In my second blog, I discussed the ZYNQ SoC and PYNQ overlay in detail. I also controlled the onboard LEDs of the Arty Z7 board with the onboard buttons and switches using the base overlay. At the beginning of this blog, I will show how I made a simple overlay using Vitis HLS and Vivado. Later in this blog, I will try to modify an overlay to make it suitable for our specific project.

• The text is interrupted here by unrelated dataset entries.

//! Simulation domain models.
//!
//! Provides the data types shared between the engine and its collaborators:
//! the process-list editor produces `Process` values, the engine turns them
//! into a `Timeline` of `Slice`s, and the results renderer consumes that
//! timeline structurally.

mod algorithm;
mod process;
mod timeline;

pub use algorithm::Algorithm;
pub use process::{Process, Tick};
pub use timeline::{Slice, Timeline};
//! Shortest-Job-First, non-preemptive.
//!
//! At each decision point the candidate set is every unfinished process
//! that has arrived by the current clock. The candidate with the smallest
//! total burst runs to completion; ties keep the earliest entry in the
//! remaining list, which preserves input order among tied arrivals. When
//! no candidate exists the clock jumps to the next arrival.

use log::trace;

use crate::models::{Process, Slice, Tick, Timeline};

pub(crate) fn simulate(processes: &[Process]) -> Timeline {
    let mut timeline = Timeline::new();
    let mut remaining: Vec<usize> = (0..processes.len()).collect();
    let mut clock: Tick = 0;

    while !remaining.is_empty() {
        // Smallest burst among arrived processes; strict `<` keeps the
        // first-found candidate on ties.
        let mut pick: Option<(usize, Tick)> = None;
        for (pos, &idx) in remaining.iter().enumerate() {
            let p = &processes[idx];
            if p.arrival > clock {
                continue;
            }
            if pick.map_or(true, |(_, best)| p.burst < best) {
                pick = Some((pos, p.burst));
            }
        }

        match pick {
            Some((pos, _)) => {
                let idx = remaining.remove(pos);
                let p = &processes[idx];
                let end = clock + p.burst;
                timeline.push(Slice::new(p.id.as_str(), p.arrival, clock, end));
                clock = end;
            }
            None => {
                if let Some(next) = remaining.iter().map(|&i| processes[i].arrival).min() {
                    trace!("cpu idle from {clock} to {next}");
                    clock = next;
                }
            }
        }
    }

    timeline
}

#[cfg(test)]
mod tests {
    use super::*;

    fn make_process(id: &str, arrival: Tick, burst: Tick) -> Process {
        Process::new(id).with_arrival(arrival).with_burst(burst)
    }

    #[test]
    fn test_shortest_runs_first() {
        let processes = vec![
            make_process("long", 0, 5),
            make_process("short", 0, 1),
            make_process("medium", 0, 3),
        ];
        let timeline = simulate(&processes);
        let ids: Vec<&str> = timeline.slices.iter().map(|s| s.process_id.as_str()).collect();
        assert_eq!(ids, vec!["short", "medium", "long"]);
    }

    #[test]
    fn test_idle_until_first_arrival() {
        let processes = vec![make_process("p1", 5, 2)];
        let timeline = simulate(&processes);
        let only = &timeline.slices[0];
        assert_eq!((only.start, only.end), (5, 7));
        assert_eq!(only.waiting, 0);
    }

    #[test]
    fn test_selection_limited_to_arrived() {
        // "tiny" is the shortest overall but has not arrived when the CPU
        // first picks, so "big" wins the first decision point.
        let processes = vec![make_process("big", 0, 4), make_process("tiny", 1, 1)];
        let timeline = simulate(&processes);
        assert_eq!(timeline.slices[0].process_id, "big");
        let second = &timeline.slices[1];
        assert_eq!(second.process_id, "tiny");
        // Non-preemptive: waits for "big" to finish at tick 4.
        assert_eq!((second.start, second.end), (4, 5));
    }

    #[test]
    fn test_equal_bursts_keep_list_order() {
        let processes = vec![
            make_process("b", 0, 2),
            make_process("a", 0, 2),
        ];
        let timeline = simulate(&processes);
        assert_eq!(timeline.slices[0].process_id, "b");
    }

    #[test]
    fn test_idle_between_batches() {
        let processes = vec![make_process("p1", 0, 2), make_process("p2", 6, 1)];
        let timeline = simulate(&processes);
        assert_eq!(timeline.slices[1].start, 6);
        assert_eq!(timeline.idle_gaps(), vec![(2, 6)]);
    }

    #[test]
    fn test_empty_input() {
        assert_eq!(simulate(&[]).slice_count(), 0);
    }
}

To follow this blog, you will need to access various Xilinx tools. Let's introduce some of them first.
Vivado
Vivado is a suite containing various tools that allow to develop Hardware to be used on the PL of Xilinx FPGA's. You can essentially create hardware in 3 ways:
-
High-Level Syntesis (HLS) - Vivado HLS is a tool that allows to create hardware using high level programming languages like C, C++ or OpenCL. This allows the developer to express desired functionalities at a more abstract level, making the hardware development process easier and more accessible.
-
Hardware Description Languages (HDL) - The traditional approach on hardware development consists of writing code in Hardware description languages like VHDL or Verilog. Vivado offers a Integrated Development Environment (IDE), to write, test, verify and debug these projects.
-
Block Design - For complex projects, Vivado offers a system design tool based on graphics that allows to connect functional blocks pre-projected and customize the behavior of the system. These blocks are called Intellectual Property (IP) and were designed by Xilinx and other creators.
Vivado also allows the user to perform simulation and validation on the Hardware before its physical implementation. After the creation and development of the desired functions in Hardware, Vivado is able to generate a Bitstream, which is a binary file that has the information to configure the FPGA with the implemented logic.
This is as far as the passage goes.